The problem
Output all of the material exactly; leave out no line.

Dataset extract
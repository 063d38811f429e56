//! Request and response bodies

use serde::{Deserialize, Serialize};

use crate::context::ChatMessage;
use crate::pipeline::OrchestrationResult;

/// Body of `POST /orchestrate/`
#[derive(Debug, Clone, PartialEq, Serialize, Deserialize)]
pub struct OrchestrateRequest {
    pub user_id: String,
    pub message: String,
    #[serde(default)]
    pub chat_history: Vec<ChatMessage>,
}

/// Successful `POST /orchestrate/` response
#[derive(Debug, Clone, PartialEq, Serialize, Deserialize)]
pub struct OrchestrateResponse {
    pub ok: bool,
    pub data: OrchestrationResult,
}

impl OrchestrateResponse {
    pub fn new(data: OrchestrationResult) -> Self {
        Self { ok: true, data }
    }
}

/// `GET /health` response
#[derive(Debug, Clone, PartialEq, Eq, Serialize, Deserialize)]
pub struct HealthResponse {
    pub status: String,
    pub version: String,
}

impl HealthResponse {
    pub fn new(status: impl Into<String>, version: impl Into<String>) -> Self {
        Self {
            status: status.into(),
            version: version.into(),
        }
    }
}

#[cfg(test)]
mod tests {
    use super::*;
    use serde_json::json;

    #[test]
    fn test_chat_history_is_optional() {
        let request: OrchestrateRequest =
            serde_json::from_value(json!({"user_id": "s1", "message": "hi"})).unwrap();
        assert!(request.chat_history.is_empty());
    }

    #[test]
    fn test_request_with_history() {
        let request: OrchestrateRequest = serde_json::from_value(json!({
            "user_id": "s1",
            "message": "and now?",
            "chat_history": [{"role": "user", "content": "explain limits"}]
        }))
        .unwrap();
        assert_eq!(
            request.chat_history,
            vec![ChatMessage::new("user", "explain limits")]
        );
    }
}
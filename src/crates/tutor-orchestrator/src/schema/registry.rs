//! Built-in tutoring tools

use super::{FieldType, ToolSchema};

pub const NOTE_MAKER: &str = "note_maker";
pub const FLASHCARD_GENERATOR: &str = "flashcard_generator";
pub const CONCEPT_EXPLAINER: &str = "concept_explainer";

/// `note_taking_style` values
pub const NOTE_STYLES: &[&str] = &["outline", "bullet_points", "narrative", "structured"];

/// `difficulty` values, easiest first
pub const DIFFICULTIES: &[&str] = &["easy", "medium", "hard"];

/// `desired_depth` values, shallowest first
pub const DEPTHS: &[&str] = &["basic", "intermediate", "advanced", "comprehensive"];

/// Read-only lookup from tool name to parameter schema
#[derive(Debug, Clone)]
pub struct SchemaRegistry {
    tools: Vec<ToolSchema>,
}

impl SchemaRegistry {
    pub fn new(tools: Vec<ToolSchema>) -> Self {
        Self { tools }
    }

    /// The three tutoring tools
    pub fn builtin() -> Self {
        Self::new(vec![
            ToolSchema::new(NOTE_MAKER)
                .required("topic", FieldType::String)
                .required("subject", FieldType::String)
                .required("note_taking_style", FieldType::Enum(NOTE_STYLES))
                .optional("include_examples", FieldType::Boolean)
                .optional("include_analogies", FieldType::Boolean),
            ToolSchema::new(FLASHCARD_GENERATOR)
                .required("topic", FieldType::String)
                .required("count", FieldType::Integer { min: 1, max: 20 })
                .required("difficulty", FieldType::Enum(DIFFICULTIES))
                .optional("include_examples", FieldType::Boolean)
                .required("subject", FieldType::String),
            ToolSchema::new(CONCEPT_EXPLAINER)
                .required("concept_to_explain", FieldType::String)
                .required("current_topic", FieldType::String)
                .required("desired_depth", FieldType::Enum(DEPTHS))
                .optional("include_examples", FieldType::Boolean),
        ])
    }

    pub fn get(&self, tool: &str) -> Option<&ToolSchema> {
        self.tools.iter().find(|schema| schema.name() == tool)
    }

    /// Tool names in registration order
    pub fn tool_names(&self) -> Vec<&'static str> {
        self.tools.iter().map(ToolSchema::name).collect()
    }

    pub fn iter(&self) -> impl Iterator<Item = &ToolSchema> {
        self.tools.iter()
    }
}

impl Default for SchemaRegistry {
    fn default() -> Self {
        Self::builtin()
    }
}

Reply
repository 063d38811f429e56
//! Request and response bodies

use serde::{Deserialize, Serialize};

use crate::context::ChatMessage;
use crate::pipeline::OrchestrationResult;

/// Body of `POST /orchestrate/`
#[derive(Debug, Clone, PartialEq, Serialize, Deserialize)]
pub struct OrchestrateRequest {
    pub user_id: String,
    pub message: String,
    #[serde(default)]
    pub chat_history: Vec<ChatMessage>,
}

/// Successful `POST /orchestrate/` response
#[derive(Debug, Clone, PartialEq, Serialize, Deserialize)]
pub struct OrchestrateResponse {
    pub ok: bool,
    pub data: OrchestrationResult,
}

impl OrchestrateResponse {
    pub fn new(data: OrchestrationResult) -> Self {
        Self { ok: true, data }
    }
}

/// `GET /health` response
#[derive(Debug, Clone, PartialEq, Eq, Serialize, Deserialize)]
pub struct HealthResponse {
    pub status: String,
    pub version: String,
}

impl HealthResponse {
    pub fn new(status: impl Into<String>, version: impl Into<String>) -> Self {
        Self {
            status: status.into(),
            version: version.into(),
        }
    }
}

#[cfg(test)]
mod tests {
    use super::*;
    use serde_json::json;

    #[test]
    fn test_chat_history_is_optional() {
        let request: OrchestrateRequest =
            serde_json::from_value(json!({"user_id": "s1", "message": "hi"})).unwrap();
        assert!(request.chat_history.is_empty());
    }

    #[test]
    fn test_request_with_history() {
        let request: OrchestrateRequest = serde_json::from_value(json!({
            "user_id": "s1",
            "message": "and now?",
            "chat_history": [{"role": "user", "content": "explain limits"}]
        }))
        .unwrap();
        assert_eq!(
            request.chat_history,
            vec![ChatMessage::new("user", "explain limits")]
        );
    }
}
filename src/crates/tutor-orchestrator/src/schema/registry.rs
//! Built-in tutoring tools

use super::{FieldType, ToolSchema};

pub const NOTE_MAKER: &str = "note_maker";
pub const FLASHCARD_GENERATOR: &str = "flashcard_generator";
pub const CONCEPT_EXPLAINER: &str = "concept_explainer";

/// `note_taking_style` values
pub const NOTE_STYLES: &[&str] = &["outline", "bullet_points", "narrative", "structured"];

/// `difficulty` values, easiest first
pub const DIFFICULTIES: &[&str] = &["easy", "medium", "hard"];

/// `desired_depth` values, shallowest first
pub const DEPTHS: &[&str] = &["basic", "intermediate", "advanced", "comprehensive"];

/// Read-only lookup from tool name to parameter schema
#[derive(Debug, Clone)]
pub struct SchemaRegistry {
    tools: Vec<ToolSchema>,
}

impl SchemaRegistry {
    pub fn new(tools: Vec<ToolSchema>) -> Self {
        Self { tools }
    }

    /// The three tutoring tools
    pub fn builtin() -> Self {
        Self::new(vec![
            ToolSchema::new(NOTE_MAKER)
                .required("topic", FieldType::String)
                .required("subject", FieldType::String)
                .required("note_taking_style", FieldType::Enum(NOTE_STYLES))
                .optional("include_examples", FieldType::Boolean)
                .optional("include_analogies", FieldType::Boolean),
            ToolSchema::new(FLASHCARD_GENERATOR)
                .required("topic", FieldType::String)
                .required("count", FieldType::Integer { min: 1, max: 20 })
                .required("difficulty", FieldType::Enum(DIFFICULTIES))
                .optional("include_examples", FieldType::Boolean)
                .required("subject", FieldType::String),
            ToolSchema::new(CONCEPT_EXPLAINER)
                .required("concept_to_explain", FieldType::String)
                .required("current_topic", FieldType::String)
                .required("desired_depth", FieldType::Enum(DEPTHS))
                .optional("include_examples", FieldType::Boolean),
        ])
    }

    pub fn get(&self, tool: &str) -> Option<&ToolSchema> {
        self.tools.iter().find(|schema| schema.name() == tool)
    }

    /// Tool names in registration order
    pub fn tool_names(&self) -> Vec<&'static str> {
        self.tools.iter().map(ToolSchema::name).collect()
    }

    pub fn iter(&self) -> impl Iterator<Item = &ToolSchema> {
        self.tools.iter()
    }
}

impl Default for SchemaRegistry {
    fn default() -> Self {
        Self::builtin()
    }
}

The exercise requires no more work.